The executive order covers two broad areas of government policy: numerous “Buy American” laws and regulations, which set requirements that materials purchased by the government—say, steel for building a bridge—give preference to U.S. domestic producers; and “Hire American,” which aim to address reported abuses of H1B visas that undermine high-skilled domestic labor.

The government procurement component of the order is not surprising, given President Trump’s stated plans to boost domestic production through large-scale infrastructure projects. The language of the order specifically mentions targeting materials being “dumped” in the U.S. market, a priority for the administration as I address in a previous article on anti-dumping duties. The H1B issue is also not surprising, as then-candidate Trump often criticized its abuse on the campaign trail.

Offering a little background, the H1B visa is a nonimmigrant work visa used to bring in high-skilled workers, such as doctors, scientists, or technology workers. The program is subject to various regulations, such as equal pay and documentation requirements, to avoid displacing U.S. workers. However, several high-profile cases of abuse have emerged, such as the 2015 uproar over Disney’s plans to bring in low-paid foreign IT workers on H1B visas, and requiring the American staff to train them before being themselves laid off.

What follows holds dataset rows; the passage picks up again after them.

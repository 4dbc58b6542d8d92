//! Configuration loader.

use std::fs;
use std::path::{Path, PathBuf};

use once_cell::sync::Lazy;
use regex::Regex;

use crate::error::ConfigError;
use crate::schema::Config;

static ENV_VAR: Lazy<Regex> = Lazy::new(|| Regex::new(r"\$\{([^}]+)\}").expect("valid regex"));

/// Configuration loader with environment variable substitution.
pub struct ConfigLoader;

impl ConfigLoader {
    /// Load configuration from a TOML file.
    pub fn load(path: &Path) -> Result<Config, ConfigError> {
        if !path.exists() {
            return Err(ConfigError::NotFound(path.display().to_string()));
        }
        let content = fs::read_to_string(path)?;
        Self::load_str(&content)
    }

    /// Load configuration from a file if it exists, defaults otherwise.
    pub fn load_or_default(path: &Path) -> Result<Config, ConfigError> {
        match Self::load(path) {
            Err(ConfigError::NotFound(_)) => Ok(Config::default()),
            other => other,
        }
    }

    /// Load configuration from a string.
    pub fn load_str(content: &str) -> Result<Config, ConfigError> {
        let expanded = Self::expand_env_vars(content)?;
        let config: Config = toml::from_str(&expanded)?;
        Ok(config)
    }

    /// Expand environment variables in the format `${VAR}`.
    fn expand_env_vars(content: &str) -> Result<String, ConfigError> {
        let mut result = content.to_string();

        for cap in ENV_VAR.captures_iter(content) {
            let var_name = &cap[1];
            let var_value = std::env::var(var_name)
                .map_err(|_| ConfigError::EnvVarNotSet(var_name.to_string()))?;
            result = result.replace(&cap[0], &var_value);
        }

        Ok(result)
    }

    /// Expand shell-style paths (e.g., `~/.autofill`).
    pub fn expand_path(path: &str) -> PathBuf {
        PathBuf::from(shellexpand::tilde(path).to_string())
    }

    /// Default location of the configuration file.
    pub fn default_path() -> PathBuf {
        dirs::config_dir()
            .unwrap_or_else(|| PathBuf::from("."))
            .join("autofill")
            .join("autofill.toml")
    }
}

#[cfg(test)]
mod tests {
    use super::*;
    use std::io::Write;
    use tempfile::NamedTempFile;

    #[test]
    fn test_load_empty_config() {
        let config = ConfigLoader::load_str("").unwrap();
        assert_eq!(config.matcher.min_score, 0.7);
        assert!(config.highlight.enabled);
    }

    #[test]
    fn test_load_matcher_section() {
        let content = r#"
            [matcher]
            min_score = 0.8

            [matcher.keyword_categories]
            motifs = ["motif", "raison"]
        "#;
        let config = ConfigLoader::load_str(content).unwrap();
        assert_eq!(config.matcher.min_score, 0.8);
        assert_eq!(config.matcher.keyword_categories.len(), 1);
        assert_eq!(config.matcher.keyword_categories["motifs"], vec!["motif", "raison"]);
    }

    #[test]
    fn test_load_upload_section() {
        let content = r#"
            [upload]
            enabled = false
            field_delay_ms = 10
        "#;
        let config = ConfigLoader::load_str(content).unwrap();
        assert!(!config.upload.enabled);
        assert_eq!(config.upload.field_delay_ms, 10);
        assert_eq!(config.upload.ready_retries, 3);
    }

    #[test]
    fn test_load_from_file() {
        let mut file = NamedTempFile::new().unwrap();
        writeln!(file, "[highlight]").unwrap();
        writeln!(file, "class_name = \"needs-review\"").unwrap();

        let config = ConfigLoader::load(file.path()).unwrap();
        assert_eq!(config.highlight.class_name, "needs-review");
    }

    #[test]
    fn test_load_nonexistent_file() {
        let result = ConfigLoader::load(Path::new("/nonexistent/path/autofill.toml"));
        assert!(matches!(result, Err(ConfigError::NotFound(_))));
    }

    #[test]
    fn test_load_or_default_missing_file() {
        let config = ConfigLoader::load_or_default(Path::new("/nonexistent/autofill.toml")).unwrap();
        assert_eq!(config.highlight.class_name, "autofill-unfilled");
    }

    #[test]
    fn test_load_invalid_toml() {
        let result = ConfigLoader::load_str("invalid = [unclosed");
        assert!(matches!(result, Err(ConfigError::TomlParse(_))));
    }

    #[test]
    fn test_expand_env_vars() {
        // SAFETY: This test runs in isolation and sets a unique test-only env var
        unsafe {
            std::env::set_var("AUTOFILL_TEST_PROFILE", "/tmp/profile.json");
        }
        let content = "[profile]\npath = \"${AUTOFILL_TEST_PROFILE}\"";
        let config = ConfigLoader::load_str(content).unwrap();
        assert_eq!(config.profile.path.as_deref(), Some("/tmp/profile.json"));
        unsafe {
            std::env::remove_var("AUTOFILL_TEST_PROFILE");
        }
    }

    #[test]
    fn test_expand_env_vars_not_set() {
        let content = "value = \"${NONEXISTENT_AUTOFILL_VAR_12345}\"";
        let result = ConfigLoader::expand_env_vars(content);
        assert!(matches!(result, Err(ConfigError::EnvVarNotSet(_))));
    }

    #[test]
    fn test_expand_path_with_tilde() {
        let expanded = ConfigLoader::expand_path("~/profile.json");
        assert!(!expanded.to_string_lossy().starts_with('~'));
        assert!(expanded.ends_with("profile.json"));
    }
}
use minilang::{
    ast::{AtomKind, Literal, Program, StmtKind},
    diagnostics::{Diagnostic, DiagnosticKind, SourceSpan},
    lexer::tokenize,
    parser::{parse, parse_program, MAX_NESTING_DEPTH},
};

fn program(source: &str) -> Program {
    parse_program(source).expect("parse should succeed")
}

fn parse_error(source: &str) -> Diagnostic {
    match parse_program(source) {
        Ok(program) => panic!("expected parse error, received {program:?}"),
        Err(diag) => diag,
    }
}

#[test]
fn second_token_assign_makes_declaration() {
    let program = program("x := 1 2 +");
    assert_eq!(program.statements.len(), 1);
    match &program.statements[0].kind {
        StmtKind::Decl(decl) => {
            assert_eq!(decl.name.name, "x");
            assert_eq!(decl.expr.atoms.len(), 3);
            assert_eq!(program.statements[0].span, SourceSpan::new(0, 10));
        }
        other => panic!("expected declaration, found {other:?}"),
    }
}

#[test]
fn plain_line_is_expression() {
    let program = program("1 2 +");
    match &program.statements[0].kind {
        StmtKind::Expr(expr) => {
            assert!(matches!(expr.atoms[0].kind, AtomKind::Literal(Literal::Int(1))));
            assert!(matches!(&expr.atoms[2].kind, AtomKind::Identifier(name) if name == "+"));
        }
        other => panic!("expected expression, found {other:?}"),
    }
}

#[test]
fn declaration_may_bind_empty_expression() {
    let program = program("nothing :=");
    match &program.statements[0].kind {
        StmtKind::Decl(decl) => assert!(decl.expr.is_empty()),
        other => panic!("expected declaration, found {other:?}"),
    }
}

#[test]
fn brackets_build_quotations_and_list_blocks() {
    let program = program("[1 [2] {3}]");
    let StmtKind::Expr(expr) = &program.statements[0].kind else {
        panic!("expected expression");
    };
    let AtomKind::Quotation(inner) = &expr.atoms[0].kind else {
        panic!("expected quotation");
    };
    assert_eq!(inner.atoms.len(), 3);
    assert!(matches!(inner.atoms[1].kind, AtomKind::Quotation(_)));
    assert!(matches!(inner.atoms[2].kind, AtomKind::ListBlock(_)));
    assert_eq!(expr.atoms[0].span, SourceSpan::new(0, 11));
}

#[test]
fn newlines_separate_statements_and_blank_lines_vanish() {
    let program = program("1\n\n\nx := 2\n3\n");
    assert_eq!(program.statements.len(), 3);
    assert!(matches!(program.statements[1].kind, StmtKind::Decl(_)));
}

#[test]
fn parse_accepts_token_sequence() {
    let tokens = tokenize("a := b").expect("tokenize");
    let program = parse(tokens).expect("parse");
    assert_eq!(program.statements.len(), 1);
    assert!(parse(Vec::new()).expect("empty parse").statements.is_empty());
}

#[test]
fn display_reproduces_source_form() {
    let source = "sq := dup *\n3 [sq] \\ {1 2.5 \"s\\n\"}";
    assert_eq!(program(source).to_string(), source);
}

#[test]
fn large_floats_display_without_exponent() {
    let source = "100000000000000000000.0 0.0000001 2.0";
    assert_eq!(program(source).to_string(), source);
}

#[test]
fn nesting_up_to_the_ceiling_parses() {
    let source = format!(
        "{}{}",
        "[".repeat(MAX_NESTING_DEPTH),
        "]".repeat(MAX_NESTING_DEPTH)
    );
    assert_eq!(program(&source).statements.len(), 1);
}

#[test]
fn deeply_nested_brackets_are_rejected() {
    let source = format!("{}{}", "{".repeat(10_000), "}".repeat(10_000));
    let diag = parse_error(&source);
    assert_eq!(diag.kind, DiagnosticKind::Parse);
    assert_eq!(diag.message, "brackets nested too deeply");
    assert_eq!(
        diag.span,
        Some(SourceSpan::new(MAX_NESTING_DEPTH, MAX_NESTING_DEPTH + 1))
    );
}

#[test]
fn mismatched_brackets_are_rejected() {
    let diag = parse_error("[1 2}");
    assert_eq!(diag.kind, DiagnosticKind::Parse);
    assert_eq!(diag.message, "mismatched brackets: `[` closed by `}`");
    assert_eq!(diag.span, Some(SourceSpan::new(0, 5)));
}

#[test]
fn missing_close_bracket_reports_end_of_input() {
    let diag = parse_error("[1 2");
    assert_eq!(diag.kind, DiagnosticKind::Parse);
    assert_eq!(diag.message, "unexpected end of input, expected `]`");
    assert_eq!(diag.span, Some(SourceSpan::point(4)));
    assert_eq!(diag.notes, vec!["`[` opened at 0..1".to_string()]);
}

#[test]
fn newline_inside_brackets_ends_the_expression() {
    let diag = parse_error("{1\n2}");
    assert_eq!(diag.message, "expected `}` but found newline");
}

#[test]
fn stray_close_bracket_is_rejected() {
    let diag = parse_error("1\n] 2");
    assert_eq!(diag.message, "unexpected `]` without an opening bracket");
    let diag = parse_error("1 ] 2");
    assert_eq!(diag.message, "unexpected `]` without an opening bracket");
}

#[test]
fn parentheses_are_not_supported() {
    let diag = parse_error("(1 2)");
    assert_eq!(diag.message, "parenthesised groups are not supported");
}

#[test]
fn declaration_head_must_be_identifier() {
    let diag = parse_error("1 := 2");
    assert_eq!(
        diag.message,
        "expected a name at the start of a declaration, found literal `1`"
    );
}

#[test]
fn assign_in_expression_position_is_rejected() {
    let diag = parse_error("x y := 1");
    assert!(diag.message.starts_with("unexpected `:=`"));
    assert_eq!(diag.span, Some(SourceSpan::new(4, 6)));
}

#[test]
fn lexical_errors_pass_through_parse_program() {
    let diag = parse_error("\"open");
    assert_eq!(diag.kind, DiagnosticKind::Lexical);
}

Part of the concern seems to be the way the visas are currently issued. H1B visas were initially intended as a means for businesses to bring over talent unavailable in the United States. The Customs and Border Patrol agency takes applications from companies up to a certain limit, and issues the visas by lottery if applications exceed the cap. Currently restricted at 85,000 visas a year, applications typically surpass the quota within weeks of the application window. As a result, the visas do not necessarily go to the most qualified candidates, but to the quickest and luckiest ones. As another unintended consequence, this system benefits large outsourcing firms that flood the applications office, crowding out the applicants for whom the program was intended.

Despite these abuses, the controversy over H1B points to a more glaring problem: the shortage of technology workers in the United States. According to a Brookings report, job postings in fields of science, technology, engineering, and mathematics (STEM) take nearly twice as long to fill as non-STEM positions. Managers from Silicon Valley, for example, argue they need the H1B to fill these types of positions, since they provide specialized skills that are not easy to find.

Concrete changes to the H1B visa will depend on the reports developed by various U.S. government agencies, but it’s clear that the order aims to limit the use of the program. However, this may be missing the bigger picture. The real root of the problem is lagging STEM and computer science education, as well as insufficient practical job training programs for in-demand skills. Restrictions on foreign workers alone will not create these skills in American workers.

To see real benefits for the U.S. tech industry, the administration should aim to cultivate these skills at home to meet the growing demand for them. Otherwise, cutting off the supply of skilled labor could do more harm than good.